High-starch algae are important in biofuel production, as a feed supplement in agriculture and as an efficient way to bind carbon dioxide. Researchers have now found a new method to control starch storage in algae - a finding with potential applications in areas such reducing greenhouse gases.

“Modifying a blue light-activated signalling pathway makes it possible to regulate storage. This offers a significantly higher yield than traditional methods that rely on nutrient deprivation,” says Dimitris Petroutsos, Associate Professor at Uppsala University, who led the study recently published in Nature Communications.

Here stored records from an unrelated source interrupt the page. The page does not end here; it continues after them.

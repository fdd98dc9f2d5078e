//! Tree writes, accessor reads, dilation and trilinear sampling.

use criterion::{BenchmarkId, Criterion, black_box, criterion_group, criterion_main};
use glam::DVec3;
use rand::rngs::StdRng;
use rand::{Rng, SeedableRng};
use vdbgrid::tools::{BoxSampler, Connectivity, GridSampler, MorphologyConfig, dilate_active_values};
use vdbgrid::{Coord, CoordBBox, Tree};

fn random_coords(n: usize, extent: i32) -> Vec<Coord> {
    let mut rng = StdRng::seed_from_u64(42);
    (0..n)
        .map(|_| {
            Coord::new(
                rng.random_range(-extent..extent),
                rng.random_range(-extent..extent),
                rng.random_range(-extent..extent),
            )
        })
        .collect()
}

fn filled_tree(extent: i32) -> Tree<f32> {
    let mut tree = Tree::new(0.0f32);
    let mut acc = tree.accessor_mut();
    for xyz in CoordBBox::new(Coord::splat(-extent), Coord::splat(extent - 1)) {
        acc.set_value(xyz, (xyz.x + xyz.y + xyz.z) as f32);
    }
    tree
}

fn bench_writes(c: &mut Criterion) {
    let mut group = c.benchmark_group("tree_writes");
    for n in [10_000usize, 100_000] {
        let coords = random_coords(n, 512);
        group.bench_with_input(BenchmarkId::new("set_value", n), &coords, |b, coords| {
            b.iter(|| {
                let mut tree = Tree::new(0.0f32);
                for &xyz in coords {
                    tree.set_value(xyz, 1.0);
                }
                black_box(tree.leaf_count())
            })
        });
        group.bench_with_input(BenchmarkId::new("accessor_set_value", n), &coords, |b, coords| {
            b.iter(|| {
                let mut tree = Tree::new(0.0f32);
                let mut acc = tree.accessor_mut();
                for &xyz in coords {
                    acc.set_value(xyz, 1.0);
                }
                black_box(tree.leaf_count())
            })
        });
    }
    group.finish();
}

fn bench_reads(c: &mut Criterion) {
    let tree = filled_tree(32);
    let coords = random_coords(100_000, 40);
    c.bench_function("accessor_reads (64³ dense block)", |b| {
        b.iter(|| {
            let acc = tree.accessor();
            coords.iter().map(|&xyz| acc.value(xyz)).sum::<f32>()
        })
    });
    c.bench_function("tree_reads (64³ dense block)", |b| {
        b.iter(|| coords.iter().map(|&xyz| tree.value(xyz)).sum::<f32>())
    });
}

fn bench_dilation(c: &mut Criterion) {
    let coords = random_coords(20_000, 256);
    let mut seed = Tree::new(0.0f32);
    for &xyz in &coords {
        seed.set_value(xyz, 1.0);
    }
    let mut group = c.benchmark_group("dilation");
    for grain in [0usize, 1] {
        let config = MorphologyConfig::new(2, Connectivity::FaceEdgeVertex).with_grain_size(grain);
        group.bench_with_input(BenchmarkId::new("grain", grain), &config, |b, config| {
            b.iter(|| {
                let mut tree = seed.clone();
                let _ = dilate_active_values(&mut tree, config);
                black_box(tree.active_voxel_count())
            })
        });
    }
    group.finish();
}

fn bench_sampling(c: &mut Criterion) {
    let tree = filled_tree(32);
    let sampler = GridSampler::<_, BoxSampler>::new(&tree);
    let mut rng = StdRng::seed_from_u64(7);
    let points: Vec<DVec3> = (0..50_000)
        .map(|_| {
            DVec3::new(
                rng.random_range(-30.0..30.0),
                rng.random_range(-30.0..30.0),
                rng.random_range(-30.0..30.0),
            )
        })
        .collect();
    c.bench_function("trilinear_sampling", |b| {
        b.iter(|| points.iter().map(|&p| sampler.is_sample(p)).sum::<f32>())
    });
}

criterion_group!(benches, bench_writes, bench_reads, bench_dilation, bench_sampling);
criterion_main!(benches);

Light is essential for photosynthetic organisms such as plants and algae. In green algae, such as Chlamydomonas reinhardtii, the energy from sunlight is used to convert carbon dioxide (CO₂) into carbohydrates, which can be used for growth or stored as energy in the form of starch.

Special effect of blue light

In the new study, researchers show that blue light has a special effect. It affects starch storage in algae through a protein called phototropin. When phototropin senses blue light, it activates a signalling pathway that reduces starch accumulation by controlling key metabolic genes. This light-driven regulation of carbon storage allows algae to fine-tune their energy allocation between immediate growth (low starch) and long-term storage (high starch).
The researchers found that genetically modified algae without phototropin increased starch content from 5 to 25 per cent of the dry weight of the algae – without compromising growth or photosynthesis.

Could reduce greenhouse gases

Three areas that could benefit most from greater regulation of starch storage are:

• Biofuels: Starch-rich algae can be used to produce bioethanol and other biofuels. Manipulating phototropin signalling makes it possible to increase starch production in a controlled manner.
• Sustainable agriculture: Microalgae are used as a feed supplement in agriculture. Controlling starch storage would make it possible to improve the nutritional value of the supplements and make them more efficient as animal feed and soil enhancers.
• Carbon capture: By controlling starch accumulation, we can influence how algae store carbon, which could help capture carbon dioxide and reduce greenhouse gases.

“Previous studies have mostly focused on how nutrient deficiency affects starch formation, but in this study we have been able to show that blocking the phototropin pathway makes it possible to increase starch storage without affecting growth,” says Petroutsos.